First, you hold the weighty, Achilles shield embossed black lacquer tube with engraved gold-tone hardware. This is a lipstick that you’ll be proud to take out in public. I was always taught that a quick application of lipstick is the only beauty primping that is acceptable in public and my folks were very strict with manners. If they said it, you can take that to the bank!
First, Kilian Paris came out with a variety of red shades, the classic color of romance. Then, for a different vibe, a set of rose colors were produced. For Valentine’s Day, the brand has come out with four nude shades – and because everyone’s “nude” is not the same color, there are two cool undertone shades, 2 warm undertone shades, with a mix of matte and satin finishes.
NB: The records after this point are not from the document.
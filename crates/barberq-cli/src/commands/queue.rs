use barberq_core::{Command, ValidationError};
use clap::Subcommand;

use crate::common::{open, print_events, print_json};

#[derive(Subcommand)]
pub enum QueueAction {
    /// List waiting clients with projected times
    List,
    /// Remove a waiting client by id
    Remove {
        id: String,
    },
    /// Re-run the duration rules for every waiting client
    Recompute,
}

pub fn run(action: QueueAction) -> Result<(), Box<dyn std::error::Error>> {
    let mut app = open()?;
    match action {
        QueueAction::List => {
            print_json(&app.snapshot().queue)?;
        }
        QueueAction::Remove { id } => {
            let events = app.dispatch(Command::RemoveQueued { id: id.clone() })?;
            if events.is_empty() {
                return Err(ValidationError::UnknownQueueItem(id).into());
            }
            print_events(&events)?;
        }
        QueueAction::Recompute => {
            let events = app.dispatch(Command::RecomputeQueue)?;
            print_events(&events)?;
        }
    }
    Ok(())
}
use std::thread;
use std::time::Duration;

use barberq_core::{Renderer, Snapshot};

use crate::common::{open, print_events, print_json};

pub fn run_status() -> Result<(), Box<dyn std::error::Error>> {
    let mut app = open()?;
    if let Some(event) = app.tick() {
        print_events(&[event])?;
    }
    print_json(&app.snapshot())?;
    Ok(())
}

/// One status line per re-evaluation.
struct LineRenderer;

impl Renderer for LineRenderer {
    fn render(&mut self, snapshot: &Snapshot) {
        let Some(running) = &snapshot.running else {
            println!("idle, {} waiting", snapshot.queue.len());
            return;
        };
        if running.overtime_ms > 0 {
            println!(
                "{}  overtime {}  ({} waiting)",
                running.label,
                format_ms(running.overtime_ms),
                snapshot.queue.len()
            );
        } else {
            println!(
                "{}  {} left  ({} waiting)",
                running.label,
                format_ms(running.remaining_ms),
                snapshot.queue.len()
            );
        }
    }
}

fn format_ms(ms: i64) -> String {
    let secs = ms.max(0) / 1000;
    format!("{:02}:{:02}", secs / 60, secs % 60)
}

pub fn run_watch(interval_secs: u64, max_ticks: Option<u64>) -> Result<(), Box<dyn std::error::Error>> {
    let mut app = open()?.with_renderer(LineRenderer);
    if !app.ticker_active() {
        println!("no service running");
        return Ok(());
    }

    let mut ticks = 0u64;
    while app.ticker_active() {
        if let Some(event) = app.tick() {
            print_events(&[event])?;
        }
        ticks += 1;
        if max_ticks.is_some_and(|max| ticks >= max) {
            break;
        }
        thread::sleep(Duration::from_secs(interval_secs));
    }
    Ok(())
}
Both the matte and satin shades have high pigment saturation. That means that when you apply it – the “lay down”, in makeup artists’ terms – you don’t have to dig in your lip brush or put coat over coat over coat to see the true color. I’m convinced that the soaring popularity of matte lipsticks in recent years is in part, because other brands’ satin finishes were just kind of sheer and slid around. You’d see bare lips in the center, where people talked or sipped a drink. Now, you can pick out your texture according to the makeup effect you want, not merely efficacy.
The satin shades – I tried Nude in Bed and Nude Goddess – have a sheen to them. Not frost, not pearl. More like, the glow of nylon stockings when the light hits them. They describe it as “offsets skin luminosity,” which I’d agree. It would be great in candlelight, is flattering for people “d’un certain age”. It gives a softer look, which is an easier contrast with your teeth, skin.
The matte shades – I tried Nude for Love and Smoked Rouge – have a crisper finish, giving a more power-play look. Be more meticulous about their application, for great definition. They describe it as “a soft, powdery, cinematic look.”
I have always appreciated Kilian Paris’ on-point description of their colors. With different computer monitors, it can be a hard proposition to purchase new cosmetics online, but they really give you a sense of the shades.
The cool tones:
They describe Nude Goddess as “a fine beige rose, sensual and soft like velvet.” It has a cool undertone, but not cold or blue. Some of us have neutral skin tones, right in the middle, and this is very flattering for that. I’d also suggest that if this is a flattering color for your skin, it will not clash with a wide range of outfit or lingerie colors. It would be equally complimentary to gold as well as silver jewelry.
They describe Nude in Bed as “just a touch more natural, and sexy at its core.” I’d say by that, they mean that there is a more natural lip flush to the color, a bit like carnation, rather than the slightly retro-French, paler and cooler Nude Goddess. You and your birthday suit at its best!
The warm tones:
Nude for Love is described as “milky and warm though gentle and girly—simply a terrible flirt.” I’d also describe it as deeper, richer in tone. It will give your mouth definition.
Smoked Rouge “resonates natural and terracotta earthiness with its warm-almost-hot chromatic vibes.” It’s got a little of that smoked Spanish paprika thing going, when you want nude, but you like the power of red. It will highlight your teeth.
So, the most fabulous point of difference, of course, is that they are Rouge Parfum lipsticks. They are scented with one of Kilian Paris’ most popular gourmand fragrances, Love, Don’t Be Shy. They describe it as having “notes of orange blossom, marshmallow sugar, honeysuckle, rose and vanilla.” Most of these notes have millennia of folklore use in love potions. The Bible mentions rose, Romans considered orange blossom to be a wedding scent, etc. The flowers add a hint of “je ne c’est quoi” to what is essentially a dessert-like fragrance – always good to keep ‘em guessing! I coined my own word for it years ago: “uniquite’”.